After receiving strike notice on May 19, Canada Post said it “recorded

more than $3 billion in losses before tax

” since 2018. In early 2025, the government announced repayable funding of up to $1.034 billion for Canada Post to prevent insolvency.

This week, Canada Post’s annual report showed it was at an $841 million loss before tax. The corporation indicated that the November 2024 strike, which lasted until Dec. 17, had a major impact and “contributed $208 million to the company’s loss,” with revenue falling “much more” than costs during that period.

Parcels revenue declined by $683 million “due to the strike and intense competition” in 2024, according to Canada Post. There were 56 million fewer pieces in 2024 compared to the previous year, it said.

“Many customers who turned to other carriers for their shipments (during last year’s strike) have not yet returned to Canada Post – and that’s expected to have a financial impact well into 2025 and beyond,” said Canada Post in a news release on Wednesday.

The company also said it has been impacted by the decline in letter mail, which has been steadily trending downward for 20 years. In 2006, Canada Post delivered 5.5 billion letters. Last year, it delivered two billion. The delivery costs are rising as the amount of new addresses increases, making it “unsustainable” to continue delivering fewer letters to more addresses. The corporation said its focus will shift to parcel delivery, as e-commerce continues to grow.

However, this pivot is in direct conflict with the collective agreements it has with CUPW, which “contain pages and pages of requirements and restrictions that were added decades ago” when Canada Post was “focused on delivering a large and steady stream of mail,” it said.

The corporation clarified: “It’s our outdated delivery model and workplace rules – not our employees – that hold us back.”

 Canada Post employees work on getting a truck started to start work in Ottawa.

The union’s national president Jan Simpson responded to the annual report in

a news release

later on Wednesday. She said that the Canada Post’s report left out “many important details that don’t support its own message.”

She said the report doesn’t address its “failure to raise stamp rates before 2025, even though every other major postal operator raised rates significantly between 2018-2023.” It also doesn’t include how much of the losses since 2018 resulted from costs related to the COVID pandemic, she said.
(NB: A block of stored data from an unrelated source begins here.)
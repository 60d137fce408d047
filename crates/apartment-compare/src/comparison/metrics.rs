use serde::{Deserialize, Serialize};

use super::stats::compute_stats;
use crate::evaluations::{EnrichedEvaluation, MetricKey};

/// Unit tag handed to the presentation layer; formatting happens there.
#[derive(Debug, Clone, Copy, PartialEq, Eq, Serialize, Deserialize)]
#[serde(rename_all = "snake_case")]
pub enum MetricUnit {
    Currency,
    CurrencyPerMonth,
    CurrencyPerSqm,
    SquareMeters,
    Rating,
}

/// Describes one metric to rank in a comparison pass.
#[derive(Debug, Clone, PartialEq, Serialize, Deserialize)]
pub struct ComparisonSpec {
    pub key: MetricKey,
    pub name: String,
    pub unit: MetricUnit,
    pub higher_is_better: bool,
}

impl ComparisonSpec {
    fn new(key: MetricKey, unit: MetricUnit, higher_is_better: bool) -> Self {
        Self {
            key,
            name: key.label().to_string(),
            unit,
            higher_is_better,
        }
    }
}

/// Metrics ranked by default when comparing an apartment against its cohort.
pub fn default_catalog() -> Vec<ComparisonSpec> {
    vec![
        ComparisonSpec::new(MetricKey::Price, MetricUnit::Currency, false),
        ComparisonSpec::new(MetricKey::PricePerSqm, MetricUnit::CurrencyPerSqm, false),
        ComparisonSpec::new(MetricKey::MonthlyFee, MetricUnit::CurrencyPerMonth, false),
        ComparisonSpec::new(MetricKey::FeePerSqm, MetricUnit::CurrencyPerSqm, false),
        ComparisonSpec::new(MetricKey::FloorArea, MetricUnit::SquareMeters, true),
        ComparisonSpec::new(MetricKey::DebtPerSqm, MetricUnit::CurrencyPerSqm, false),
        ComparisonSpec::new(MetricKey::CashflowPerSqm, MetricUnit::CurrencyPerSqm, true),
        ComparisonSpec::new(MetricKey::PhysicalAverage, MetricUnit::Rating, true),
    ]
}

/// Ranked view of one metric for the subject apartment.
#[derive(Debug, Clone, PartialEq, Serialize, Deserialize)]
pub struct ComparisonMetric {
    pub key: MetricKey,
    pub name: String,
    pub subject_value: f64,
    pub average: f64,
    pub best: f64,
    pub worst: f64,
    pub percentile: f64,
    pub better_count: usize,
    pub total: usize,
    pub unit: MetricUnit,
    pub higher_is_better: bool,
}

impl ComparisonMetric {
    pub fn effective_percentile(&self) -> f64 {
        if self.higher_is_better {
            self.percentile
        } else {
            100.0 - self.percentile
        }
    }
}

/// Ranks the subject on every catalog metric that both sides can supply.
///
/// Metrics where the subject value is missing, or where no cohort member has
/// a finite value, are left out of the returned list.
pub fn compare_metrics(
    subject: &EnrichedEvaluation<'_>,
    cohort: &[EnrichedEvaluation<'_>],
    catalog: &[ComparisonSpec],
) -> Vec<ComparisonMetric> {
    catalog
        .iter()
        .filter_map(|spec| {
            let subject_value = subject.metric(spec.key).filter(|value| value.is_finite())?;
            let cohort_values: Vec<f64> = cohort
                .iter()
                .filter_map(|member| member.metric(spec.key))
                .collect();
            let stats = compute_stats(&cohort_values, subject_value, spec.higher_is_better)?;

            Some(ComparisonMetric {
                key: spec.key,
                name: spec.name.clone(),
                subject_value,
                average: stats.average,
                best: stats.best,
                worst: stats.worst,
                percentile: stats.percentile,
                better_count: stats.better_count,
                total: stats.total,
                unit: spec.unit,
                higher_is_better: spec.higher_is_better,
            })
        })
        .collect()
}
The union maintains that the “best way to right the Corporation’s finances is by negotiating ratifiable collective agreements that will help grow parcel volumes, expand services and secure Canada Post’s position as the important public service provider that it is.”

The union said in a separate

news release on Wednesday

that it had received Canada Post’s latest offers.

“There are almost no changes from what the Employer

put forward on May 21

,” when the corporation presented offers after receiving strike notice, the union said.

The union called out the corporation for refusing to budge on contentious issues, such as part-time staffing and weekend delivery, as well as load-levelling (spreading out the processing and delivery of mail) and dynamic routing (optimizing delivery routes).

“These have been the most challenging issues on the table this round, and now, Canada Post insists that they must be in the next collective agreements,” per the union.

The latest offers did not provide improvements on the current wage proposal — a cumulative increase of nearly 14 per cent over four years — or include changes to the short-term disability program “that would have helped both parties,” the union said.

CUPW concluded: “Canada Post says this was its final offer. But this fight is far from over.”

While negotiations continue, the overtime ban remains in effect.